To correct for hybridization efficiency, results were scaled to an average signal intensity of 1500. A serial four-step analysis was completed to select the significantly modified transcripts while minimizing false-positive genes. The first step excluded all probe sets with signal below the probe pair threshold (nc). Average background (67.8 ± 0.80) and scaled noise (3.7 ± 0.3) were calculated for each array and entered in the subsequent analysis. 1) Genes showing an absolute call of present (P-calls) according to MAS 5 algorithm. The average percentage of P-calls was 39.1 ± 2.8. 2) Genes showing a difference call of increased “I” or decreased “D.” 3) Genes with a difference in signal detection of at least 4.5 times the average background minus the scaled noise. The genes having satisfied these criteria were included in the fourth level of selection based on a fold change ≥2 or ≤−2 and consistent in at least two comparisons (Fig. 1). Functional clustering of the up- and downregulated genes was based on public databases according to the biological functions of their putative encoded proteins.

Quantitative real-time PCR.

RT-PCR analysis was performed using a fluorescence temperature cycler (Lightcycler; Roche Molecular Diagnosis, Indianapolis, IN). Specific primers were designed within the 3′ coding region of the genes (sequences available upon request). Real-time reactions were carried out in duplicate, and amplicons were analyzed by generating melting curves with continuous measurement of fluorescence. The PCR products were separated on 1.5% agarose gel. Results were calculated as relative differences in target Ct values normalized to β-actin.

Statistical analysis.

All data are presented as mean ± SE. Significance for statistical differences was calculated using a unpaired Student’s t test.

A total of 16 women with either normal glucose tolerance (control subjects) or GDM, who were recruited for the study, were matched for BMI and gestational age (Table 1). Insulin resistance was documented by a higher 1-h postchallenge blood and lower predicted insulin sensitivity compared with control subjects. This was observed despite satisfactory glycemic control with normal HbA1c (5.4 vs. 5.1%) and normal fasting blood glucose (90.7 ± 11 vs. 86.5 ± 4.5 mg/dl). Higher plasma insulin levels in the GDM women reflect chronic exogenous insulin therapy. Plasma leptin and TNF-α levels were higher in women with GDM. Birth weights were similar in the two groups; however, placental weights were increased with GDM (585 ± 64 vs. 434 ± 20 g, P < 0.001), and neonates of GDM mothers were fatter based on percent fat mass (15.1 ± 1.2 vs. 12.6 ± 1.3, P < 0.001) and ponderal index (2.9 ± 0.2 vs. 2.7 ± 0.1 g/cm3, P < 0.001). Plasma insulin levels were higher in neonates of GDM mothers (33.3 ± 9.6 vs. 12.5 ± 1.6 μU/ml, P < 0.01).

To characterize gene targets that determine altered placental functions, the global pattern of gene expression was analyzed in placenta from matched control subjects and GDM pregnancies. Of 22,823 gene sequences surveyed, 8,627 ± 172 were present in control subjects and 9,378 ± 165 in GDM, representing placental transcriptome. The consecutive screening filters that we applied allowed us to narrow these numbers to 2,682 genes eligible for analysis. The average fold change value was then calculated for all pairwise comparisons, resulting in the final selection of 435 genes significantly modified in GDM.

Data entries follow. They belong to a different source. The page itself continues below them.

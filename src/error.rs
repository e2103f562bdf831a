use axum::{
    http::StatusCode,
    response::{IntoResponse, Response},
    Json,
};
use serde_json::json;
use thiserror::Error;

use crate::domain::{DraftError, EntryId, MemberId};

/// Engine-level error taxonomy.
///
/// `AlreadyRecorded` and `AlreadyReversed` are deliberately absent: they
/// are success outcomes (`AppendOutcome` / `ReverseOutcome`), not errors.
#[derive(Debug, Error)]
pub enum EngineError {
    #[error("invalid sponsor {0}: unknown, suspended, or not placed")]
    InvalidSponsor(MemberId),

    #[error("member {0} already has a placement")]
    AlreadyPlaced(MemberId),

    #[error("unknown member {0}")]
    UnknownMember(MemberId),

    #[error("ledger entry {0} not found")]
    EntryNotFound(EntryId),

    #[error("invalid draft: {0}")]
    InvalidDraft(#[from] DraftError),

    #[error("no open slot within depth {max_depth} for sponsor {sponsor_id}")]
    PlacementExhausted {
        sponsor_id: MemberId,
        max_depth: u32,
    },

    #[error("serialization failed: {0}")]
    Serialization(#[from] serde_json::Error),

    /// Transient store failure; callers retry with backoff. The engine
    /// itself performs no hidden retries that could duplicate side
    /// effects.
    #[error("store unavailable: {0}")]
    Store(#[from] sqlx::Error),
}

impl EngineError {
    /// Whether a caller may safely retry the operation as-is.
    pub fn is_retryable(&self) -> bool {
        matches!(self, EngineError::Store(_))
    }
}

#[derive(Debug, Error)]
pub enum AppError {
    #[error("Configuration error: {0}")]
    Config(String),
    #[error("Internal server error: {0}")]
    Internal(String),
    #[error("Not found: {0}")]
    NotFound(String),
    #[error("Bad request: {0}")]
    BadRequest(String),
    #[error("Conflict: {0}")]
    Conflict(String),
}

impl From<sqlx::Error> for AppError {
    fn from(err: sqlx::Error) -> Self {
        AppError::Internal(err.to_string())
    }
}

impl From<EngineError> for AppError {
    fn from(err: EngineError) -> Self {
        match err {
            EngineError::InvalidSponsor(_) | EngineError::InvalidDraft(_) => {
                AppError::BadRequest(err.to_string())
            }
            EngineError::AlreadyPlaced(_) => AppError::Conflict(err.to_string()),
            EngineError::UnknownMember(_) | EngineError::EntryNotFound(_) => {
                AppError::NotFound(err.to_string())
            }
            EngineError::PlacementExhausted { .. } => AppError::Conflict(err.to_string()),
            EngineError::Serialization(e) => AppError::Internal(e.to_string()),
            EngineError::Store(e) => AppError::Internal(e.to_string()),
        }
    }
}

impl IntoResponse for AppError {
    fn into_response(self) -> Response {
        let (status, error_message) = match self {
            AppError::Config(msg) => (StatusCode::INTERNAL_SERVER_ERROR, msg),
            AppError::Internal(msg) => (StatusCode::INTERNAL_SERVER_ERROR, msg),
            AppError::NotFound(msg) => (StatusCode::NOT_FOUND, msg),
            AppError::BadRequest(msg) => (StatusCode::BAD_REQUEST, msg),
            AppError::Conflict(msg) => (StatusCode::CONFLICT, msg),
        };

        let body = Json(json!({
            "error": error_message,
        }));

        (status, body).into_response()
    }
}
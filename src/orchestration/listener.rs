use crate::domain::LedgerEntry;
use async_trait::async_trait;
use tracing::info;

/// Notification hook for freshly recorded entries.
///
/// Listeners fire after the entry is durable and only for entries that
/// were actually written this call; replays that land on
/// `AlreadyRecorded` are silent. A listener must tolerate missed
/// notifications (a crash between commit and notify) by treating the
/// ledger itself as the source of truth.
#[async_trait]
pub trait LedgerListener: Send + Sync {
    async fn on_entry_recorded(&self, entry: &LedgerEntry);
}

/// Default listener: structured log line per recorded entry.
pub struct TracingListener;

#[async_trait]
impl LedgerListener for TracingListener {
    async fn on_entry_recorded(&self, entry: &LedgerEntry) {
        info!(
            entry_id = %entry.entry_id,
            member_id = %entry.member_id,
            category = %entry.category,
            amount = %entry.amount,
            "Entry recorded"
        );
    }
}
//! Commission rule configuration, versioned by effective date.

use crate::domain::{Amount, Member, Tier, TimeMs};
use serde::{Deserialize, Serialize};
use tracing::warn;

/// How a level's commission is computed from the trigger amount.
#[derive(Debug, Clone, Copy, PartialEq, Eq, Serialize, Deserialize)]
#[serde(rename_all = "snake_case")]
pub enum RateSpec {
    /// Basis points of the trigger's absolute amount, rounded toward zero.
    Bps(i64),
    /// Flat amount in minor units.
    Flat(Amount),
}

impl RateSpec {
    /// Commission amount for a trigger of magnitude `base`.
    ///
    /// The bps product is computed in i128; a result outside the i64
    /// range yields zero, which the calculator skips.
    pub fn apply(&self, base: Amount) -> Amount {
        match self {
            RateSpec::Bps(bps) => {
                let scaled = i128::from(base.as_minor()) * i128::from(*bps) / 10_000;
                match i64::try_from(scaled) {
                    Ok(minor) => Amount::from_minor(minor),
                    Err(_) => {
                        warn!(
                            base = %base,
                            bps,
                            "Commission amount out of range, skipping"
                        );
                        Amount::from_minor(0)
                    }
                }
            }
            RateSpec::Flat(flat) => *flat,
        }
    }
}

/// One level's commission configuration within a rule set.
///
/// Read-only once effective; new behavior is introduced as a new version
/// with a later effective date, so historical commission runs reproduce.
#[derive(Debug, Clone, PartialEq, Eq, Serialize, Deserialize)]
pub struct CommissionRule {
    pub effective_from_ms: TimeMs,
    /// Upline distance, 1 = placement parent.
    pub level: u32,
    pub rate: RateSpec,
    /// Minimum starter-kit tier the upline member must hold.
    pub min_tier: Tier,
    /// Whether the upline member must be in active standing.
    pub require_active: bool,
}

impl CommissionRule {
    /// Evaluate this level's eligibility predicate against an upline
    /// member's current standing. Ineligibility is expected and
    /// non-exceptional; the calculator skips, never errors.
    pub fn is_eligible(&self, member: &Member) -> bool {
        if self.require_active && !member.is_active() {
            return false;
        }
        member.tier >= self.min_tier
    }
}

/// The rule versions in force at a single point in time, one per level.
#[derive(Debug, Clone, PartialEq, Eq)]
pub struct RuleSet {
    rules: Vec<CommissionRule>,
}

impl RuleSet {
    /// Build from rules already filtered to one version per level.
    pub fn new(mut rules: Vec<CommissionRule>) -> Self {
        rules.sort_by_key(|r| r.level);
        RuleSet { rules }
    }

    pub fn is_empty(&self) -> bool {
        self.rules.is_empty()
    }

    /// Highest configured level; bounds the ancestor walk.
    pub fn max_level(&self) -> u32 {
        self.rules.iter().map(|r| r.level).max().unwrap_or(0)
    }

    pub fn rule_for_level(&self, level: u32) -> Option<&CommissionRule> {
        self.rules.iter().find(|r| r.level == level)
    }

    pub fn rules(&self) -> &[CommissionRule] {
        &self.rules
    }
}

The genes included in the final selection represented 2.0% of the total gene sequences analyzed and 5.6% of the placental transcriptome. The 435 genes identified as significantly modified refer to genes whose transcriptional pattern was altered in GDM with 254 upregulated and 181 downregulated genes. Functional clustering of the 435 genes followed by quantitative ranking identified six major subgroups of genes (Fig. 2). They included genes associated with 1) stress-activated and inflammatory responses (n = 79), 2) endothelial structure and differentiation (n = 41), 3) substrate metabolism (n = 39), 4) transport and trafficking (n = 34), 5) translation (n = 33), and 6) signal transduction (n = 23). Genes related to inflammatory responses represented the largest cluster, accounting for up to 18% of the modified genes. Additional single clusters, each accounting for <5% of the modified genes, were those associated with transcription and early genes (n = 17), immunity and cell surface antigens (n = 19), hormones (n = 15), growth factors (n = 13), cell growth and maintenance (n = 9), and mitochondrial (n = 7). They represented 19% of the modified genes (Fig. 2, other clusters). The 103 genes with unknown functions were listed under nonclassified genes. The list of the two main clusters is given in Table 2, and the complete listing of the 435 significantly modified genes is available at http://www.ncbi.nlm.nih.gov/geo (accession no. GPL130). Modifications observed with microarrays were validated by real-time PCR analysis of the same RNA samples (Fig. 3). We analyzed mRNA expression for 22 genes of interest and were able to confirm 21 modifications with either increased or decreased expression (Fig. 3).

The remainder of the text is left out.